A direct appeal is when you ask the Court of Appeals to overturn your sentence because of a legal error that your judge made during your trial.
For example, if the trial judge excluded certain evidence that might have benefited you, or admitted certain evidence that harmed you, that ruling may be the basis for overturning your conviction.
Say that you are prosecuted for assault. You wish to offer a witness that will testify that you are a peaceful person. The judge refuses to let your witness testify. Or, say the state calls a witness that testifies that you are a violent person. Both examples might form the basis for an appeal that can overturn your conviction.
Or, say that the judge allowed a state’s witness to relate hearsay on the witness stand. Or, during jury selection, the judge seated a person onto the jury that your lawyer objected to. Those objections might constitute legal error and could be the basis for overturning your conviction.
The most important type of error is constitutional error. For example, the Fourth Amendment of the United States Constitution says that (with exceptions) the police cannot seize evidence from you without a warrant. The police seize drugs from you without a warrant (and one of the exceptions to the warrant rule does not apply). You are convicted for possession of a controlled substance. A basis for your appeal would be the violation of the Fourth Amendment.
Recently, a good source of error has been the jury charge—the document that the judge prepares for the jury instructing them how to decide your guilt or innocence and your sentence. For example, if the judge refuses your request to include a lesser included offense in the jury charge, that could be the basis for an appeal.
To appeal an error made during trial, the error must be “preserved.” Preserving error during trial basically means that your trial lawyer objected to the judge’s decision in a timely manner. The objection must also be recorded by the court reporter. A direct appeal usually only consists of objections found in the trial record.
One way to expand the record for the appeal is to file a motion for new trial. For example, say that you are convicted of aggravated assault. You believe that your lawyer represented you poorly by not finding witnesses that could have testified that you acted in self-defense. Since you have a constitutional right to effective assistance of counsel, you may ask the judge for a new trial based on your lawyer’s deficient performance. Since that information would not be in the trial record, you would need a hearing so that you can show your lawyer failed to call those witnesses.
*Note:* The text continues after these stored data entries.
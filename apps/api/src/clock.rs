//! Per-user notion of "today".
//!
//! Every date-sensitive rule compares against the user's local calendar day,
//! never the server's. The wall clock is injected so tests can pin it.

use chrono::{DateTime, NaiveDate, Utc};
use chrono_tz::Tz;
use tracing::warn;
use uuid::Uuid;

use crate::errors::AppError;
use crate::store::UnitOfWork;

pub trait Clock: Send + Sync {
    fn now(&self) -> DateTime<Utc>;
}

pub struct SystemClock;

impl Clock for SystemClock {
    fn now(&self) -> DateTime<Utc> {
        Utc::now()
    }
}

/// Parses an IANA zone name, falling back to UTC for missing or unknown names.
pub fn parse_zone(name: Option<&str>) -> Tz {
    match name.map(str::trim).filter(|n| !n.is_empty()) {
        None => Tz::UTC,
        Some(n) => n.parse::<Tz>().unwrap_or_else(|_| {
            warn!("Unrecognised timezone '{n}', falling back to UTC");
            Tz::UTC
        }),
    }
}

/// A resolved clock reading for one user.
#[derive(Debug, Clone, Copy)]
pub struct LocalDay {
    pub now: DateTime<Utc>,
    pub tz: Tz,
    pub today: NaiveDate,
}

impl LocalDay {
    pub fn new(now: DateTime<Utc>, tz: Tz) -> Self {
        Self {
            now,
            tz,
            today: now.with_timezone(&tz).date_naive(),
        }
    }

    /// Reads `now` in a stored zone name; see [`parse_zone`] for the fallback.
    pub fn in_zone(now: DateTime<Utc>, zone: Option<&str>) -> Self {
        Self::new(now, parse_zone(zone))
    }

    /// The user's calendar day of an arbitrary instant.
    pub fn day_of(&self, instant: DateTime<Utc>) -> NaiveDate {
        instant.with_timezone(&self.tz).date_naive()
    }

    pub fn yesterday(&self) -> NaiveDate {
        self.today.pred_opt().unwrap_or(self.today)
    }
}

/// `todayFor(userId)`: looks up the stored timezone and reads the clock in it.
pub async fn resolve_local_day(
    uow: &mut dyn UnitOfWork,
    clock: &dyn Clock,
    user_id: Uuid,
) -> Result<LocalDay, AppError> {
    let user = uow
        .user(user_id)
        .await?
        .ok_or_else(|| AppError::NotFound(format!("User {user_id} not found")))?;
    Ok(LocalDay::in_zone(clock.now(), user.timezone.as_deref()))
}

#[cfg(test)]
pub use fixed::FixedClock;


#[cfg(test)]
mod tests {
    use super::*;
    use chrono::TimeZone;

    fn instant(y: i32, m: u32, d: u32, h: u32) -> DateTime<Utc> {
        Utc.with_ymd_and_hms(y, m, d, h, 0, 0).unwrap()
    }

    #[test]
    fn test_missing_zone_is_utc() {
        let now = instant(2024, 3, 10, 23);
        assert_eq!(
            LocalDay::in_zone(now, None).today,
            NaiveDate::from_ymd_opt(2024, 3, 10).unwrap()
        );
        assert_eq!(parse_zone(Some("  ")), Tz::UTC);
    }

    #[test]
    fn test_invalid_zone_falls_back_to_utc() {
        assert_eq!(parse_zone(Some("Mars/Olympus_Mons")), Tz::UTC);
    }

    #[test]
    fn test_zone_ahead_of_utc_rolls_date_forward() {
        // 23:00 UTC is already the next morning in Tokyo.
        let now = instant(2024, 3, 10, 23);
        assert_eq!(
            LocalDay::in_zone(now, Some("Asia/Tokyo")).today,
            NaiveDate::from_ymd_opt(2024, 3, 11).unwrap()
        );
    }

    #[test]
    fn test_zone_behind_utc_keeps_previous_date() {
        let now = instant(2024, 3, 11, 2);
        assert_eq!(
            LocalDay::in_zone(now, Some("America/New_York")).today,
            NaiveDate::from_ymd_opt(2024, 3, 10).unwrap()
        );
    }

    #[test]
    fn test_local_day_of_instant() {
        let day = LocalDay::new(instant(2024, 3, 11, 12), parse_zone(Some("Asia/Tokyo")));
        assert_eq!(
            day.day_of(instant(2024, 3, 10, 16)),
            NaiveDate::from_ymd_opt(2024, 3, 11).unwrap()
        );
        assert_eq!(day.yesterday(), NaiveDate::from_ymd_opt(2024, 3, 10).unwrap());
    }

    #[test]
    fn test_fixed_clock_advances() {
        let clock = FixedClock::at(2024, 1, 1, 12);
        clock.advance_days(2);
        assert_eq!(clock.now(), instant(2024, 1, 3, 12));
    }
}
use std::fmt;
use std::str::FromStr;

use chrono::{DateTime, Utc};
use serde::{Deserialize, Serialize};
use sqlx::FromRow;
use uuid::Uuid;

/// The fixed set of progression tracks every user owns.
#[derive(Debug, Clone, Copy, PartialEq, Eq, Hash, PartialOrd, Ord, Serialize, Deserialize)]
pub enum SkillName {
    Awareness,
    Charisma,
    Endurance,
    Intelligence,
    Strength,
    Wisdom,
    Resilience,
    Creativity,
}

impl SkillName {
    pub const ALL: [SkillName; 8] = [
        SkillName::Awareness,
        SkillName::Charisma,
        SkillName::Endurance,
        SkillName::Intelligence,
        SkillName::Strength,
        SkillName::Wisdom,
        SkillName::Resilience,
        SkillName::Creativity,
    ];

    pub fn as_str(&self) -> &'static str {
        match self {
            SkillName::Awareness => "Awareness",
            SkillName::Charisma => "Charisma",
            SkillName::Endurance => "Endurance",
            SkillName::Intelligence => "Intelligence",
            SkillName::Strength => "Strength",
            SkillName::Wisdom => "Wisdom",
            SkillName::Resilience => "Resilience",
            SkillName::Creativity => "Creativity",
        }
    }
}

impl fmt::Display for SkillName {
    fn fmt(&self, f: &mut fmt::Formatter<'_>) -> fmt::Result {
        f.write_str(self.as_str())
    }
}

impl FromStr for SkillName {
    type Err = String;

    fn from_str(s: &str) -> Result<Self, Self::Err> {
        SkillName::ALL
            .into_iter()
            .find(|name| name.as_str().eq_ignore_ascii_case(s.trim()))
            .ok_or_else(|| format!("unknown skill '{s}'"))
    }
}

/// Per-user progression row. `xp` is the amount accumulated inside the current level.
#[derive(Debug, Clone, PartialEq, Serialize, Deserialize, FromRow)]
pub struct Skill {
    pub id: Uuid,
    pub user_id: Uuid,
    pub name: String,
    pub level: i32,
    pub xp: i32,
    pub daily_xp_earned: i32,
    pub last_updated: DateTime<Utc>,
}

impl Skill {
    /// A fresh level-1 skill, as created at account provisioning.
    pub fn new(user_id: Uuid, name: SkillName, now: DateTime<Utc>) -> Self {
        Self {
            id: Uuid::new_v4(),
            user_id,
            name: name.to_string(),
            level: 1,
            xp: 0,
            daily_xp_earned: 0,
            last_updated: now,
        }
    }

    pub fn skill_name(&self) -> Option<SkillName> {
        self.name.parse().ok()
    }
}
use thiserror::Error;

use crate::PlayerId;

#[derive(Debug, Clone, Error, PartialEq, Eq)]
pub enum SnakeError {
    /// Fatal at session start: the board cannot host the requested game.
    #[error("invalid configuration: {0}")]
    InvalidConfiguration(String),
    #[error("no free interior cell left for the food of {player}")]
    FoodPlacementExhausted { player: PlayerId },
    /// Logic defect; only raised when debug assertions are enabled.
    #[error("coordinate ({row}, {col}) is outside the grid")]
    InvalidCoordinate { row: i32, col: i32 },
}

pub type SnakeResult<T> = Result<T, SnakeError>;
Or, say that two weeks after trial, you find out the prosecutor withheld evidence that shows you were innocent. Withholding evidence that shows a defendant is innocent is a constitutional violation. You will need a hearing to show that the prosecutor withheld the evidence.
If the judge denies the motion for new trial, the transcript made during that hearing then becomes part of the record that the Court of Appeals can consider.
There are fourteen courts of appeals in Texas. An appeal from a trial court will go to one of them depending on your region. Because of its large size, Houston has two courts of appeals.
If you lose at the Court of Appeals, you may appeal to the highest court in the state—the Court of Criminal Appeals. Such an appeal is known as a petition for discretionary review.
Finally, if you lose at the Court of Criminal Appeals and your case contains a federal question, you may appeal the United States Supreme Court.
There are strict deadlines for the direct appeal. You must give formal notice to the trial court of your intent to appeal within thirty days of receiving your sentence. A motion for new trial expands the deadline to ninety days. A motion for new trial must be filed within thirty days of the sentence.
While your appeal is pending, you are eligible for an appeal bond if your sentence was less than ten years and not for an aggravated felony.